WHAT IS EXPECTED:
Start at the line below containing "let mut order" and stop at the line containing "on_stack[root] = true;". Repeat every line of that stretch exactly, and nothing outside it.

GIVEN RECORDS:

#[derive(Debug)]
struct Node {
    key: CellKey,
    precedents: Vec<CellId>,
    ranges: Vec<RangeKey>,
    dependents: AHashSet<CellId>,
}

impl Node {
    fn new(key: CellKey) -> Self {
        Self {
            key,
            precedents: Vec::new(),
            ranges: Vec::new(),
            dependents: AHashSet::new(),
        }
    }
}

/// Dependency graph for formula cells
#[derive(Debug, Default)]
pub struct DependencyGraph {
    nodes: Vec<Node>,
    index: AHashMap<CellKey, CellId>,
    /// Nodes with at least one range precedent
    range_readers: AHashSet<CellId>,
}

impl DependencyGraph {
    pub fn new() -> Self {
        Self::default()
    }

    /// Id of `key`, allocating a node on first sight
    pub fn intern(&mut self, key: CellKey) -> CellId {
        if let Some(&id) = self.index.get(&key) {
            return id;
        }
        let id = CellId(self.nodes.len() as u32);
        self.nodes.push(Node::new(key));
        self.index.insert(key, id);
        id
    }

    /// Id of `key` if it was interned
    pub fn id(&self, key: &CellKey) -> Option<CellId> {
        self.index.get(key).copied()
    }

    pub fn key(&self, id: CellId) -> CellKey {
        self.nodes[id.index()].key
    }

    pub fn len(&self) -> usize {
        self.nodes.len()
    }

    pub fn is_empty(&self) -> bool {
        self.nodes.is_empty()
    }

    /// Replace what `id` reads
    pub fn set_precedents(
        &mut self,
        id: CellId,
        cells: impl IntoIterator<Item = CellKey>,
        ranges: impl IntoIterator<Item = RangeKey>,
    ) {
        self.clear_precedents(id);

        let mut precedents: Vec<CellId> = cells.into_iter().map(|key| self.intern(key)).collect();
        precedents.sort_unstable();
        precedents.dedup();
        for &precedent in &precedents {
            self.nodes[precedent.index()].dependents.insert(id);
        }

        let mut unique = AHashSet::new();
        let ranges: Vec<RangeKey> = ranges.into_iter().filter(|r| unique.insert(*r)).collect();
        if !ranges.is_empty() {
            self.range_readers.insert(id);
        }

        let node = &mut self.nodes[id.index()];
        node.precedents = precedents;
        node.ranges = ranges;
    }

    /// Forget what `id` reads
    pub fn clear_precedents(&mut self, id: CellId) {
        let node = &mut self.nodes[id.index()];
        let precedents = std::mem::take(&mut node.precedents);
        node.ranges.clear();
        for precedent in precedents {
            self.nodes[precedent.index()].dependents.remove(&id);
        }
        self.range_readers.remove(&id);
    }

    /// Cells `id` read directly
    pub fn precedents(&self, id: CellId) -> &[CellId] {
        &self.nodes[id.index()].precedents
    }

    /// Ranges `id` read
    pub fn range_precedents(&self, id: CellId) -> &[RangeKey] {
        &self.nodes[id.index()].ranges
    }

    /// Cells that read `id` directly or through a range containing it
    pub fn dependents(&self, id: CellId) -> Vec<CellId> {
        let key = self.key(id);
        let mut dependents: Vec<CellId> = self.nodes[id.index()].dependents.iter().copied().collect();
        dependents.extend(self.range_readers.iter().copied().filter(|&reader| {
            self.nodes[reader.index()].ranges.iter().any(|r| r.contains(&key))
        }));
        dependents.sort_unstable();
        dependents.dedup();
        dependents
    }

    /// Every cell that depends on `id`, directly or not
    ///
    /// `id` itself is included only when it sits on a cycle.
    pub fn transitive_dependents(&self, id: CellId) -> Vec<CellId> {
        let mut visited = AHashSet::new();
        let mut result = Vec::new();
        let mut stack = vec![id];

        while let Some(current) = stack.pop() {
            for dependent in self.dependents(current) {
                if visited.insert(dependent) {
                    result.push(dependent);
                    stack.push(dependent);
                }
            }
        }

        result
    }

    /// Interned cells that `id` reads, ranges expanded
    fn all_precedents(&self, id: CellId) -> Vec<CellId> {
        let node = &self.nodes[id.index()];
        let mut precedents = node.precedents.clone();
        if !node.ranges.is_empty() {
            precedents.extend(
                self.nodes
                    .iter()
                    .enumerate()
                    .filter(|(_, other)| node.ranges.iter().any(|r| r.contains(&other.key)))
                    .map(|(i, _)| CellId(i as u32)),
            );
        }
        precedents
    }

    /// Order `ids` so that precedents come before their dependents
    ///
    /// Only ordering between members of `ids` is considered. Cycles are
    /// broken at the first member reached again.
    pub fn topological_order(&self, ids: &[CellId]) -> Vec<CellId> {
        let members: AHashSet<CellId> = ids.iter().copied().collect();
        let mut result = Vec::with_capacity(ids.len());
        let mut visited = AHashSet::new();
        let mut in_stack = AHashSet::new();

        for &id in ids {
            self.visit(id, &members, &mut result, &mut visited, &mut in_stack);
        }

        result
    }

    fn visit(
        &self,
        id: CellId,
        members: &AHashSet<CellId>,
        result: &mut Vec<CellId>,
        visited: &mut AHashSet<CellId>,
        in_stack: &mut AHashSet<CellId>,
    ) {
        if visited.contains(&id) || !in_stack.insert(id) {
            return;
        }

        for precedent in self.all_precedents(id) {
            if members.contains(&precedent) {
                self.visit(precedent, members, result, visited, in_stack);
            }
        }

        in_stack.remove(&id);
        visited.insert(id);
        result.push(id);
    }

    /// Whether `id` can reach itself through its precedents
    pub fn has_circular_reference(&self, id: CellId) -> bool {
        let mut visited = AHashSet::new();
        let mut stack = self.all_precedents(id);

        while let Some(current) = stack.pop() {
            if current == id {
                return true;
            }
            if visited.insert(current) {
                stack.extend(self.all_precedents(current));
            }
        }

        false
    }

    /// Every cell on a circular reference, self-references included
    ///
    /// One pass over the whole graph (Tarjan's strongly connected
    /// components), iterative so deep chains cannot overflow the stack.
    pub fn circular_cells(&self) -> AHashSet<CellId> {
        const UNVISITED: usize = usize::MAX;

        let count = self.nodes.len();
        let mut order = vec![UNVISITED; count];
        let mut low = vec![0; count];
        let mut on_stack = vec![false; count];
        let mut stack = Vec::new();
        let mut next = 0;
        let mut circular = AHashSet::new();

        for root in 0..count {
            if order[root] != UNVISITED {
                continue;
            }
            order[root] = next;
            low[root] = next;
            next += 1;
            stack.push(root);
            on_stack[root] = true;
            // (node, its precedents, next precedent to look at)
            let mut work = vec![(root, self.all_precedents(CellId(root as u32)), 0)];

            while let Some((node, precedents, position)) = work.last_mut() {
                let node = *node;
                if let Some(precedent) = precedents.get(*position) {
                    let precedent = precedent.index();
                    *position += 1;
                    if order[precedent] == UNVISITED {
                        order[precedent] = next;
                        low[precedent] = next;
                        next += 1;
                        stack.push(precedent);
                        on_stack[precedent] = true;
                        work.push((precedent, self.all_precedents(CellId(precedent as u32)), 0));
                    } else if on_stack[precedent] {
                        low[node] = low[node].min(order[precedent]);
                    }
                    continue;
                }

                work.pop();
                if let Some((parent, _, _)) = work.last() {
                    low[*parent] = low[*parent].min(low[node]);
                }
                if low[node] != order[node] {
                    continue;
                }

                let mut component = Vec::new();
                while let Some(member) = stack.pop() {
                    on_stack[member] = false;
                    component.push(CellId(member as u32));
                    if member == node {
                        break;
                    }
                }
                let id = CellId(node as u32);
                if component.len() > 1 || self.all_precedents(id).contains(&id) {
                    circular.extend(component);
                }
            }
        }

        circular
    }

    /// Clear the entire graph
    pub fn clear(&mut self) {
        self.nodes.clear();
        self.index.clear();
        self.range_readers.clear();
    }
}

RESULT OF THIS EXERCISE:
        let mut order = vec![UNVISITED; count];
        let mut low = vec![0; count];
        let mut on_stack = vec![false; count];
        let mut stack = Vec::new();
        let mut next = 0;
        let mut circular = AHashSet::new();

        for root in 0..count {
            if order[root] != UNVISITED {
                continue;
            }
            order[root] = next;
            low[root] = next;
            next += 1;
            stack.push(root);
            on_stack[root] = true;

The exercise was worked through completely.